Ben Holmes from Index Ventures spoke about the venture business. First some stats: in the States there was $25.7bn venture money in 2006, with 1,446 transactions with an average transaction size of $10.5m. In Europe the equivalent was €4.1bn with 867 transactions with an average values of €14m. Around 55% of investments are in IT with a rapid increase in web application development.
In Index’s case the mechanics are as follows: about half of all investments lose money, a third break even and a sixth make (lots) of money.
What a good VC will add: advice and strategy, hiring, partnerships, profile and PR, internationalisation, trusted service provider relationships and exit optimisation.
He outlined the basic deal terms, which he admits many entrepreneurs find offensive:
- target 20-35% ownership (enough to make a difference)
- board representation
- liquidation preference (to make sure the exit is big enough)
- participation rights (want to be able to maintain stake)
- element of reverse vesting (owners lose equity if they bale out early)
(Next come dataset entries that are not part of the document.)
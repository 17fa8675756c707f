//! 错误类型
//!
//! 求值引擎的所有失败都以值的形式返回，调用方负责打印消息并继续会话。

use std::io;
use std::path::PathBuf;
use thiserror::Error;

/// 表达式求值错误
#[derive(Debug, Clone, PartialEq, Eq, Error)]
pub enum EvalError {
    #[error("Error: Division by zero!")]
    DivisionByZero,

    #[error("Error: Logarithm of non-positive number!")]
    NonPositiveLogarithm,

    #[error("Error: Square root of negative number!")]
    NegativeSquareRoot,

    /// 操作数数量不匹配：空输入、悬空运算符、多余的数字
    #[error("Error: Invalid expression!")]
    InvalidExpression,

    /// 仅在 `UnknownTokenPolicy::Reject` 下产生
    #[error("Error: Unrecognized input '{text}'!")]
    UnrecognizedInput { text: String, offset: usize },
}

impl EvalError {
    /// 算术定义域错误（除零、对数、开方）
    pub fn is_domain_error(&self) -> bool {
        matches!(
            self,
            EvalError::DivisionByZero | EvalError::NonPositiveLogarithm | EvalError::NegativeSquareRoot
        )
    }
}

pub type EvalResult<T> = Result<T, EvalError>;

/// 历史记录存储错误
#[derive(Debug, Error)]
pub enum HistoryError {
    #[error("failed to read history file '{}': {source}", path.display())]
    Read { path: PathBuf, source: io::Error },

    #[error("failed to write history file '{}': {source}", path.display())]
    Write { path: PathBuf, source: io::Error },
}

pub type HistoryResult<T> = Result<T, HistoryError>;

#[cfg(test)]
mod tests {
    use super::*;

    #[test]
    fn messages_match_calculator_output() {
        assert_eq!(EvalError::DivisionByZero.to_string(), "Error: Division by zero!");
        assert_eq!(
            EvalError::NonPositiveLogarithm.to_string(),
            "Error: Logarithm of non-positive number!"
        );
        assert_eq!(
            EvalError::NegativeSquareRoot.to_string(),
            "Error: Square root of negative number!"
        );
        assert_eq!(EvalError::InvalidExpression.to_string(), "Error: Invalid expression!");
    }

    #[test]
    fn domain_errors_are_classified() {
        assert!(EvalError::DivisionByZero.is_domain_error());
        assert!(!EvalError::InvalidExpression.is_domain_error());
        let err = EvalError::UnrecognizedInput { text: "x".into(), offset: 0 };
        assert!(!err.is_domain_error());
        assert_eq!(err.to_string(), "Error: Unrecognized input 'x'!");
    }
}
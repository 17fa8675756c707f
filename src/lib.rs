//! 中缀算术表达式计算器
//!
//! 支持 `+ - * / ^`、括号以及 `sin cos tan log exp sqrt`。
//! 求值分三步：词法分析、中缀转后缀、后缀求值。

pub mod error;
pub mod operator;
pub mod lexer;
pub mod postfix;
pub mod evaluator;
pub mod engine;
pub mod history;
pub mod session;

pub use engine::{Engine, EngineConfig, evaluate};
pub use error::{EvalError, EvalResult, HistoryError};
pub use lexer::{Token, UnknownTokenPolicy, tokenize};
pub use operator::Operator;
pub use postfix::{PostfixItem, to_postfix};
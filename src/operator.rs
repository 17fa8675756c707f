//! 运算符与函数
//!
//! 二元运算符和一元函数共用一个封闭枚举，优先级与元数都由方法给出。

use std::fmt;

#[derive(Debug, Clone, Copy, PartialEq, Eq, Hash)]
pub enum Operator {
    Add,
    Sub,
    Mul,
    Div,
    Pow,
    Sin,
    Cos,
    Tan,
    Log10,
    Exp,
    Sqrt,
}

impl Operator {
    pub const BINARY: [Operator; 5] = [
        Operator::Add,
        Operator::Sub,
        Operator::Mul,
        Operator::Div,
        Operator::Pow,
    ];

    pub const FUNCTIONS: [Operator; 6] = [
        Operator::Sin,
        Operator::Cos,
        Operator::Tan,
        Operator::Log10,
        Operator::Exp,
        Operator::Sqrt,
    ];

    /// 优先级：`+ -` 为 1，`* /` 为 2，`^` 为 3，函数为 4
    pub fn precedence(self) -> u8 {
        match self {
            Operator::Add | Operator::Sub => 1,
            Operator::Mul | Operator::Div => 2,
            Operator::Pow => 3,
            Operator::Sin
            | Operator::Cos
            | Operator::Tan
            | Operator::Log10
            | Operator::Exp
            | Operator::Sqrt => 4,
        }
    }

    pub fn is_function(self) -> bool {
        Self::FUNCTIONS.contains(&self)
    }

    /// 消耗的操作数个数
    pub fn arity(self) -> usize {
        if self.is_function() { 1 } else { 2 }
    }

    /// 书写形式；`Log10` 在输入中写作 `log`
    pub fn symbol(self) -> &'static str {
        match self {
            Operator::Add => "+",
            Operator::Sub => "-",
            Operator::Mul => "*",
            Operator::Div => "/",
            Operator::Pow => "^",
            Operator::Sin => "sin",
            Operator::Cos => "cos",
            Operator::Tan => "tan",
            Operator::Log10 => "log",
            Operator::Exp => "exp",
            Operator::Sqrt => "sqrt",
        }
    }

    /// 单字符二元运算符
    pub fn from_binary_char(c: char) -> Option<Operator> {
        match c {
            '+' => Some(Operator::Add),
            '-' => Some(Operator::Sub),
            '*' => Some(Operator::Mul),
            '/' => Some(Operator::Div),
            '^' => Some(Operator::Pow),
            _ => None,
        }
    }
}

impl fmt::Display for Operator {
    fn fmt(&self, f: &mut fmt::Formatter<'_>) -> fmt::Result {
        f.write_str(self.symbol())
    }
}
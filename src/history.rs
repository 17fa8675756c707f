//! 计算历史
//!
//! 每条记录占一行，格式为 `<expression> = <result>`。存储实现通过
//! [`HistoryStore`] 注入会话，引擎本身不接触历史。

use std::fmt;
use std::fs::{self, File, OpenOptions};
use std::io::{self, Write};
use std::path::{Path, PathBuf};

use crate::error::{HistoryError, HistoryResult};

pub const DEFAULT_HISTORY_FILE: &str = "calculator_history.txt";

#[derive(Debug, Clone, PartialEq)]
pub struct HistoryRecord {
    pub expression: String,
    pub result: f64,
}

impl HistoryRecord {
    pub fn new(expression: impl Into<String>, result: f64) -> Self {
        Self {
            expression: expression.into(),
            result,
        }
    }

    /// 解析一行记录；没有 `=` 或结果不是数字时返回 `None`
    pub fn parse_line(line: &str) -> Option<Self> {
        let (expression, result) = line.split_once('=')?;
        let expression = expression.strip_suffix(' ').unwrap_or(expression);
        let result = result.strip_prefix(' ').unwrap_or(result);
        let result = result.trim_end().parse::<f64>().ok()?;
        Some(Self::new(expression, result))
    }
}

impl fmt::Display for HistoryRecord {
    fn fmt(&self, f: &mut fmt::Formatter<'_>) -> fmt::Result {
        write!(f, "{} = {}", self.expression, self.result)
    }
}

pub trait HistoryStore {
    fn append(&mut self, record: &HistoryRecord) -> HistoryResult<()>;

    fn load_all(&self) -> HistoryResult<Vec<HistoryRecord>>;

    fn clear(&mut self) -> HistoryResult<()>;
}

fn parse_lines<'a>(lines: impl Iterator<Item = &'a str>) -> Vec<HistoryRecord> {
    lines
        .filter_map(|line| {
            let record = HistoryRecord::parse_line(line);
            if record.is_none() && !line.trim().is_empty() {
                log::debug!("skipping unreadable history line: {:?}", line);
            }
            record
        })
        .collect()
}

/// 追加写入的文本文件
#[derive(Debug, Clone)]
pub struct FileHistory {
    path: PathBuf,
}

impl FileHistory {
    pub fn new(path: impl Into<PathBuf>) -> Self {
        Self { path: path.into() }
    }

    pub fn path(&self) -> &Path {
        &self.path
    }

    fn write_error(&self, source: io::Error) -> HistoryError {
        HistoryError::Write {
            path: self.path.clone(),
            source,
        }
    }
}

impl Default for FileHistory {
    fn default() -> Self {
        Self::new(DEFAULT_HISTORY_FILE)
    }
}

impl HistoryStore for FileHistory {
    fn append(&mut self, record: &HistoryRecord) -> HistoryResult<()> {
        let mut file = OpenOptions::new()
            .create(true)
            .append(true)
            .open(&self.path)
            .map_err(|e| self.write_error(e))?;
        writeln!(file, "{}", record).map_err(|e| self.write_error(e))
    }

    fn load_all(&self) -> HistoryResult<Vec<HistoryRecord>> {
        match fs::read_to_string(&self.path) {
            Ok(content) => Ok(parse_lines(content.lines())),
            // 首次运行时文件不存在
            Err(e) if e.kind() == io::ErrorKind::NotFound => Ok(Vec::new()),
            Err(source) => Err(HistoryError::Read {
                path: self.path.clone(),
                source,
            }),
        }
    }

    fn clear(&mut self) -> HistoryResult<()> {
        File::create(&self.path).map(|_| ()).map_err(|e| self.write_error(e))
    }
}

/// 内存中的存储，按文件格式保存每一行
#[derive(Debug, Clone, Default)]
pub struct MemoryHistory {
    lines: Vec<String>,
}

impl MemoryHistory {
    pub fn new() -> Self {
        Self::default()
    }

    pub fn with_lines<I, S>(lines: I) -> Self
    where
        I: IntoIterator<Item = S>,
        S: Into<String>,
    {
        Self {
            lines: lines.into_iter().map(Into::into).collect(),
        }
    }

    pub fn lines(&self) -> &[String] {
        &self.lines
    }
}

impl HistoryStore for MemoryHistory {
    fn append(&mut self, record: &HistoryRecord) -> HistoryResult<()> {
        self.lines.push(record.to_string());
        Ok(())
    }

    fn load_all(&self) -> HistoryResult<Vec<HistoryRecord>> {
        Ok(parse_lines(self.lines.iter().map(String::as_str)))
    }

    fn clear(&mut self) -> HistoryResult<()> {
        self.lines.clear();
        Ok(())
    }
}

#[cfg(test)]
mod tests {
    use super::*;
    use pretty_assertions::assert_eq;

    #[test]
    fn parses_record_lines() {
        assert_eq!(
            HistoryRecord::parse_line("2+3*4 = 14"),
            Some(HistoryRecord::new("2+3*4", 14.0))
        );
        assert_eq!(
            HistoryRecord::parse_line("sqrt(2) = 1.4142135623730951"),
            Some(HistoryRecord::new("sqrt(2)", std::f64::consts::SQRT_2))
        );
        assert_eq!(HistoryRecord::parse_line("no separator"), None);
        assert_eq!(HistoryRecord::parse_line("1/0 = oops"), None);
    }

    #[test]
    fn display_and_parse_agree() {
        let record = HistoryRecord::new("10/4", 2.5);
        assert_eq!(record.to_string(), "10/4 = 2.5");
        assert_eq!(HistoryRecord::parse_line(&record.to_string()), Some(record));
    }

    #[test]
    fn memory_history_skips_bad_lines() {
        let store = MemoryHistory::with_lines(["1+1 = 2", "garbage", "", "2^3 = 8"]);
        let records = store.load_all().unwrap();
        assert_eq!(
            records,
            vec![HistoryRecord::new("1+1", 2.0), HistoryRecord::new("2^3", 8.0)]
        );
    }

    #[test]
    fn file_history_appends_loads_and_clears() {
        let path = std::env::temp_dir().join(format!("infix-calc-history-{}.txt", std::process::id()));
        let _ = fs::remove_file(&path);
        let mut store = FileHistory::new(&path);

        assert!(store.load_all().unwrap().is_empty());

        store.append(&HistoryRecord::new("1+2", 3.0)).unwrap();
        store.append(&HistoryRecord::new("log(100)", 2.0)).unwrap();
        assert_eq!(
            store.load_all().unwrap(),
            vec![HistoryRecord::new("1+2", 3.0), HistoryRecord::new("log(100)", 2.0)]
        );

        store.clear().unwrap();
        assert!(store.load_all().unwrap().is_empty());

        let _ = fs::remove_file(&path);
    }
}
//! 词法分析
//!
//! 基于 logos 将输入文本切分为 token 序列。无法识别的输入统一交给
//! [`UnknownTokenPolicy`] 处理：默认丢弃，严格模式下报错。

use std::fmt;

use logos::Logos;

use crate::error::{EvalError, EvalResult};
use crate::operator::Operator;

#[derive(Debug, Clone, Copy, PartialEq)]
pub enum Token {
    Number(f64),
    Operator(Operator),
    LeftParen,
    RightParen,
}

impl fmt::Display for Token {
    fn fmt(&self, f: &mut fmt::Formatter<'_>) -> fmt::Result {
        match self {
            Token::Number(value) => write!(f, "{}", value),
            Token::Operator(op) => write!(f, "{}", op),
            Token::LeftParen => f.write_str("("),
            Token::RightParen => f.write_str(")"),
        }
    }
}

/// 无法识别输入的处理方式
#[derive(Debug, Clone, Copy, PartialEq, Eq, Default)]
pub enum UnknownTokenPolicy {
    /// 丢弃，数字串只取可读的前缀
    #[default]
    Skip,
    /// 以 `EvalError::UnrecognizedInput` 失败
    Reject,
}

impl UnknownTokenPolicy {
    fn unrecognized(self, text: &str, offset: usize) -> EvalResult<()> {
        match self {
            UnknownTokenPolicy::Skip => {
                log::warn!("ignoring unrecognized input '{}' at offset {}", text, offset);
                Ok(())
            }
            UnknownTokenPolicy::Reject => Err(EvalError::UnrecognizedInput {
                text: text.to_string(),
                offset,
            }),
        }
    }
}

#[derive(Logos, Debug, Clone, Copy, PartialEq)]
#[logos(skip r"[ \t\r\n\f]+")]
enum Lexeme {
    #[regex(r"[0-9.]+")]
    Number,

    #[token("+", |_| Operator::Add)]
    #[token("-", |_| Operator::Sub)]
    #[token("*", |_| Operator::Mul)]
    #[token("/", |_| Operator::Div)]
    #[token("^", |_| Operator::Pow)]
    #[token("sin", |_| Operator::Sin)]
    #[token("cos", |_| Operator::Cos)]
    #[token("tan", |_| Operator::Tan)]
    #[token("log", |_| Operator::Log10)]
    #[token("exp", |_| Operator::Exp)]
    #[token("sqrt", |_| Operator::Sqrt)]
    Op(Operator),

    #[token("(")]
    LParen,

    #[token(")")]
    RParen,

    // 不属于任何关键字的字母，逐个交给策略处理
    #[regex("[A-Za-z]")]
    Letter,
}

/// 读取 `digits[.digits]` 形式的最长前缀，返回数值与消耗的字节数
pub(crate) fn leading_decimal(run: &str) -> Option<(f64, usize)> {
    let bytes = run.as_bytes();
    let mut end = 0;
    while end < bytes.len() && bytes[end].is_ascii_digit() {
        end += 1;
    }
    let mut digits = end;
    if end < bytes.len() && bytes[end] == b'.' {
        let mut frac = end + 1;
        while frac < bytes.len() && bytes[frac].is_ascii_digit() {
            frac += 1;
        }
        digits += frac - end - 1;
        end = frac;
    }
    if digits == 0 {
        return None;
    }
    run[..end].parse::<f64>().ok().map(|value| (value, end))
}

/// 负数字面量只有 `(-4)` 一种写法：左括号、负号、数字、右括号在源文本中
/// 依次相邻（空白除外）。其余位置的 `-` 一律是减号
#[derive(Debug, Clone, Copy, PartialEq, Eq)]
enum SignState {
    Idle,
    Paren,
    ParenMinus,
    ParenMinusNumber,
}

impl SignState {
    fn after(self, lexeme: Option<Lexeme>) -> SignState {
        match (self, lexeme) {
            (_, Some(Lexeme::LParen)) => SignState::Paren,
            (SignState::Paren, Some(Lexeme::Op(Operator::Sub))) => SignState::ParenMinus,
            (SignState::ParenMinus, Some(Lexeme::Number)) => SignState::ParenMinusNumber,
            _ => SignState::Idle,
        }
    }
}

/// 把末尾的 `-`、数字合并为负数
fn fold_sign(tokens: &mut Vec<Token>) {
    if let [.., Token::Operator(Operator::Sub), Token::Number(value)] = tokens.as_slice() {
        let value = *value;
        tokens.truncate(tokens.len() - 2);
        tokens.push(Token::Number(-value));
    }
}

/// 宽松模式分词，从不失败
pub fn tokenize(text: &str) -> Vec<Token> {
    // Skip 策略下不会产生错误
    tokenize_with(text, UnknownTokenPolicy::Skip).unwrap_or_default()
}

pub fn tokenize_with(text: &str, policy: UnknownTokenPolicy) -> EvalResult<Vec<Token>> {
    let mut tokens = Vec::new();
    let mut sign = SignState::Idle;
    let mut lexer = Lexeme::lexer(text);

    while let Some(result) = lexer.next() {
        let span = lexer.span();
        let slice = lexer.slice();
        // 被丢弃或截断的输入同样打断 `(-4)` 的相邻关系
        let mut lexeme = result.ok();
        match result {
            Ok(Lexeme::Number) => match leading_decimal(slice) {
                Some((value, used)) => {
                    if used < slice.len() {
                        policy.unrecognized(&slice[used..], span.start + used)?;
                        lexeme = None;
                    }
                    tokens.push(Token::Number(value));
                }
                None => {
                    policy.unrecognized(slice, span.start)?;
                    lexeme = None;
                }
            },
            Ok(Lexeme::Op(op)) => tokens.push(Token::Operator(op)),
            Ok(Lexeme::LParen) => tokens.push(Token::LeftParen),
            Ok(Lexeme::RParen) => {
                if sign == SignState::ParenMinusNumber {
                    fold_sign(&mut tokens);
                }
                tokens.push(Token::RightParen);
            }
            Ok(Lexeme::Letter) | Err(()) => policy.unrecognized(slice, span.start)?,
        }
        sign = sign.after(lexeme);
    }

    Ok(tokens)
}

#[cfg(test)]
mod tests {
    use super::*;
    use pretty_assertions::assert_eq;

    #[test]
    fn splits_numbers_operators_and_parens() {
        let tokens = tokenize("2 + 3.5*(4)");
        assert_eq!(
            tokens,
            vec![
                Token::Number(2.0),
                Token::Operator(Operator::Add),
                Token::Number(3.5),
                Token::Operator(Operator::Mul),
                Token::LeftParen,
                Token::Number(4.0),
                Token::RightParen,
            ]
        );
    }

    #[test]
    fn recognizes_every_function_keyword() {
        let tokens = tokenize("sin cos tan log exp sqrt");
        let expected: Vec<Token> = Operator::FUNCTIONS.iter().map(|&op| Token::Operator(op)).collect();
        assert_eq!(tokens, expected);
    }

    #[test]
    fn leading_minus_is_binary() {
        assert_eq!(
            tokenize("-5"),
            vec![Token::Operator(Operator::Sub), Token::Number(5.0)]
        );
    }

    #[test]
    fn minus_after_left_paren_is_a_sign() {
        assert_eq!(
            tokenize("sqrt(-4)"),
            vec![
                Token::Operator(Operator::Sqrt),
                Token::LeftParen,
                Token::Number(-4.0),
                Token::RightParen,
            ]
        );
        assert_eq!(
            tokenize("(2-4)"),
            vec![
                Token::LeftParen,
                Token::Number(2.0),
                Token::Operator(Operator::Sub),
                Token::Number(4.0),
                Token::RightParen,
            ]
        );
    }

    #[test]
    fn sign_folds_only_for_parenthesized_literal() {
        assert_eq!(
            tokenize("( - 4 )"),
            vec![Token::LeftParen, Token::Number(-4.0), Token::RightParen]
        );
        // `-` 与数字之间有被丢弃的字符
        assert_eq!(
            tokenize("(x-4)"),
            vec![
                Token::LeftParen,
                Token::Operator(Operator::Sub),
                Token::Number(4.0),
                Token::RightParen,
            ]
        );
        // 数字后面还有运算符
        assert_eq!(
            tokenize("(-3^2)"),
            vec![
                Token::LeftParen,
                Token::Operator(Operator::Sub),
                Token::Number(3.0),
                Token::Operator(Operator::Pow),
                Token::Number(2.0),
                Token::RightParen,
            ]
        );
        assert_eq!(
            tokenize("(-4"),
            vec![Token::LeftParen, Token::Operator(Operator::Sub), Token::Number(4.0)]
        );
    }

    #[test]
    fn stray_letters_are_dropped() {
        assert_eq!(
            tokenize("ssqrt(x9)"),
            vec![
                Token::Operator(Operator::Sqrt),
                Token::LeftParen,
                Token::Number(9.0),
                Token::RightParen,
            ]
        );
        assert_eq!(tokenize("2 # 3"), vec![Token::Number(2.0), Token::Number(3.0)]);
    }

    #[test]
    fn number_runs_keep_leading_decimal() {
        assert_eq!(tokenize("1.2.3"), vec![Token::Number(1.2)]);
        assert_eq!(tokenize(".5"), vec![Token::Number(0.5)]);
        assert_eq!(tokenize("7."), vec![Token::Number(7.0)]);
        assert!(tokenize(".").is_empty());
    }

    #[test]
    fn reject_policy_reports_offset() {
        let err = tokenize_with("2 + abc", UnknownTokenPolicy::Reject).unwrap_err();
        assert_eq!(err, EvalError::UnrecognizedInput { text: "a".into(), offset: 4 });

        let err = tokenize_with("1.2.3", UnknownTokenPolicy::Reject).unwrap_err();
        assert_eq!(err, EvalError::UnrecognizedInput { text: ".3".into(), offset: 3 });

        assert!(tokenize_with("sqrt(2) ^ 2", UnknownTokenPolicy::Reject).is_ok());
    }

    #[test]
    fn leading_decimal_prefixes() {
        assert_eq!(leading_decimal("12"), Some((12.0, 2)));
        assert_eq!(leading_decimal("1.25x"), Some((1.25, 4)));
        assert_eq!(leading_decimal(".."), None);
    }
}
- certain control and veto right (to stop a low-value exit)
- option pool
- period of exclusivity to close legals
He says the main reasons for not raising VC money are: it’s a feature not an application; the market size is too small; the owner’s motivation isn’t financial. “We spend out time looking for teams which have done amazing things with no money.”
The pitch to the VC, he says, should ideally be a 20 page Powerpoint presentation covering:
- product
- market
- business model
- team
- competition
- product roadmap
- technology overview
- business development
- financial status
Update: there’s a great mindmap of the whole presentation uploaded to Flickr.